Bilevel Optimization: Stochastic Algorithms and Applications in Inverse Reinforcement Learning

Bilevel Optimization is a class of optimization problem that has two levels of nested optimization subproblems. It can be used to model applications arising in areas such as signal processing, machine learning, game theory, etc. In this talk, we will first discuss several recent works, including a few of our own works, which develop efficient stochastic algorithms for this class of problems. These works together provide a set of useful tools for the practitioners to customize for different application domains. In the second part of this talk, we will dive deeper into a recent application of the bilevel optimization – the inverse reinforcement learning (IRL) problem. The IRL aims to recover the structure of an agent’s reward (and sometimes the environment dynamics) that underlie observed actions in a fixed, finite set of demonstrations from an expert agent. Being able to learn accurate models of expertise (i.e., the reward model) from observation data has applications in safety-sensitive applications such as clinical decision making and autonomous driving.

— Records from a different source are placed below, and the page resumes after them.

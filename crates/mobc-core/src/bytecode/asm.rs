//! Assembler for the method source text emitted by [`super::disasm`].
//!
//! ```text
//! ; mobc source v4
//! .module net
//! .method forward(self, x)
//! .line 3
//!     LOAD_ARG 1
//!     GET_ATTR #0
//!     CALL_OP aten::mul.Tensor/2
//!     CALL_METHOD helper
//!     RETURN
//! .end
//! ```
//!
//! - `#k` operands index the constant pool bound to the assembler; they are
//!   range-checked, never re-numbered.
//! - `CALL_METHOD` resolves by name once every file has been fed, so methods
//!   may call methods defined later or in another file of the bundle.
//! - `;` starts a comment (the disassembler's previews are comments).

use std::borrow::Cow;

use crate::{
    bytecode::{
        helpers::is_ident,
        method::{Method, Op, OperatorRef},
    },
    value::ConstPool,
    CoreError, CoreResult,
};

/// Result of assembling a bundle.
#[derive(Debug, Clone, Default, PartialEq, Eq)]
pub struct Assembly {
    /// Name given by the last `.module` directive, if any.
    pub module_name: Option<String>,
    /// Methods in source order (across files, in feeding order).
    pub methods: Vec<Method>,
}

struct Fixup {
    method: usize,
    pc: usize,
    target: String,
    file: String,
    line: u32,
}

/// Multi-file assembler bound to a constant pool.
pub struct Assembler<'p> {
    pool: &'p ConstPool,
    out: Assembly,
    fixups: Vec<Fixup>,
}

impl<'p> Assembler<'p> {
    /// New assembler; `#k` operands must index `pool`.
    pub fn new(pool: &'p ConstPool) -> Self {
        Self { pool, out: Assembly::default(), fixups: Vec::new() }
    }

    /// Assemble one source file.
    pub fn feed(&mut self, file: &str, source: &str) -> CoreResult<()> {
        let err = |line: u32, msg: Cow<'static, str>| CoreError::Syntax { file: file.to_owned(), line, msg };

        let mut current: Option<Method> = None;
        let mut line_no: Option<u32> = None;

        for (idx, raw_line) in source.lines().enumerate() {
            let src_line = (idx + 1) as u32;
            let line = raw_line.split(';').next().unwrap_or_default().trim();
            if line.is_empty() {
                continue;
            }

            if let Some(rest) = line.strip_prefix(".module") {
                let name = rest.trim();
                if !is_ident(name) || current.is_some() {
                    return Err(err(src_line, "`.module` expects a name outside of a method".into()));
                }
                self.out.module_name = Some(name.to_owned());
                continue;
            }

            if let Some(rest) = line.strip_prefix(".method") {
                if current.is_some() {
                    return Err(err(src_line, "nested `.method` (missing `.end`)".into()));
                }
                let method = parse_signature(rest.trim()).map_err(|m| err(src_line, m))?;
                if self.out.methods.iter().any(|m| m.name == method.name) {
                    return Err(err(src_line, format!("duplicate method `{}`", method.name).into()));
                }
                current = Some(method);
                line_no = None;
                continue;
            }

            let Some(method) = current.as_mut() else {
                return Err(err(src_line, format!("instruction outside of a method: `{line}`").into()));
            };

            if line == ".end" {
                if let Some(done) = current.take() {
                    self.out.methods.push(done);
                }
                continue;
            }

            if let Some(rest) = line.strip_prefix(".line") {
                let n = rest
                    .trim()
                    .parse::<u32>()
                    .map_err(|_| err(src_line, format!("`.line` expects a number: `{rest}`").into()))?;
                // ops emitted before the first directive get line 0
                while method.lines.len() < method.ops.len() {
                    method.lines.push(0);
                }
                line_no = Some(n);
                continue;
            }

            let (mnemonic, operand) = match line.split_once(char::is_whitespace) {
                Some((m, rest)) => (m, rest.trim()),
                None => (line, ""),
            };

            let op = match mnemonic.to_ascii_uppercase().as_str() {
                "LOAD_CONST" => Op::LoadConst(self.const_operand(operand).map_err(|m| err(src_line, m))?),
                "GET_ATTR" => Op::GetAttr(self.const_operand(operand).map_err(|m| err(src_line, m))?),
                "LOAD_ARG" => {
                    let ix = operand
                        .parse::<u32>()
                        .map_err(|_| err(src_line, format!("LOAD_ARG expects an index: `{operand}`").into()))?;
                    if ix as usize >= method.params.len() {
                        return Err(err(src_line, format!("argument {ix} out of range for `{}`", method.name).into()));
                    }
                    Op::LoadArg(ix)
                }
                "CALL_OP" => {
                    let target: OperatorRef = operand.parse().map_err(|e: CoreError| err(src_line, e.to_string().into()))?;
                    Op::CallOp(method.add_operator(target))
                }
                "CALL_METHOD" => {
                    if operand.is_empty() || operand.contains(char::is_whitespace) {
                        return Err(err(src_line, "CALL_METHOD expects a method name".into()));
                    }
                    self.fixups.push(Fixup {
                        method: self.out.methods.len(),
                        pc: method.ops.len(),
                        target: operand.to_owned(),
                        file: file.to_owned(),
                        line: src_line,
                    });
                    Op::CallMethod(u32::MAX)
                }
                "RETURN" if operand.is_empty() => Op::Return,
                other => return Err(err(src_line, format!("unsupported instruction: `{other}`").into())),
            };

            match line_no {
                Some(n) => method.push_op(op, n),
                None => method.push(op),
            }
        }

        if let Some(open) = current {
            let last = crate::len_u32(source.lines().count());
            return Err(err(last, format!("method `{}` is missing `.end`", open.name).into()));
        }
        Ok(())
    }

    /// Resolve method calls and return the assembled methods.
    pub fn finish(mut self) -> CoreResult<Assembly> {
        for fix in self.fixups {
            let target = self
                .out
                .methods
                .iter()
                .position(|m| m.name == fix.target)
                .ok_or_else(|| CoreError::Syntax {
                    file: fix.file.clone(),
                    line: fix.line,
                    msg: format!("unknown method `{}`", fix.target).into(),
                })?;
            self.out.methods[fix.method].ops[fix.pc] = Op::CallMethod(crate::len_u32(target));
        }
        Ok(self.out)
    }

    fn const_operand(&self, operand: &str) -> Result<u32, Cow<'static, str>> {
        let ix = operand
            .strip_prefix('#')
            .and_then(|n| n.parse::<u32>().ok())
            .ok_or_else(|| Cow::from(format!("expected `#index`, got `{operand}`")))?;
        if self.pool.get(ix).is_none() {
            return Err(format!("constant #{ix} out of range (pool size {})", self.pool.len()).into());
        }
        Ok(ix)
    }
}

/// Assemble a single file against `pool`.
pub fn assemble(file: &str, source: &str, pool: &ConstPool) -> CoreResult<Assembly> {
    let mut asm = Assembler::new(pool);
    asm.feed(file, source)?;
    asm.finish()
}

fn parse_signature(sig: &str) -> Result<Method, Cow<'static, str>> {
    let (name, rest) = sig
        .split_once('(')
        .ok_or_else(|| Cow::from(format!("expected `name(params)`, got `{sig}`")))?;
    let params = rest
        .strip_suffix(')')
        .ok_or_else(|| Cow::from(format!("unclosed parameter list in `{sig}`")))?;
    let name = name.trim();
    if !is_ident(name) {
        return Err(format!("bad method name `{name}`").into());
    }
    let params: Vec<&str> = params.split(',').map(str::trim).filter(|p| !p.is_empty()).collect();
    if let Some(bad) = params.iter().find(|p| !is_ident(p)) {
        return Err(format!("bad parameter name `{bad}`").into());
    }
    Ok(Method::new(name, params))
}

In this work, we propose a new formulation of the reward model estimation task, which happens to take the bilevel optimization form. We then propose a set of efficient algorithms to solve the IRL problem, and provide statistical and computational guarantees of performance for the associated reward estimator. Finally, we demonstrate that the proposed algorithm outperforms the state-of-the-art IRL and imitation learning benchmarks by a large margin, over the continuous control tasks in MuJoCo and different datasets in the D4RL benchmark.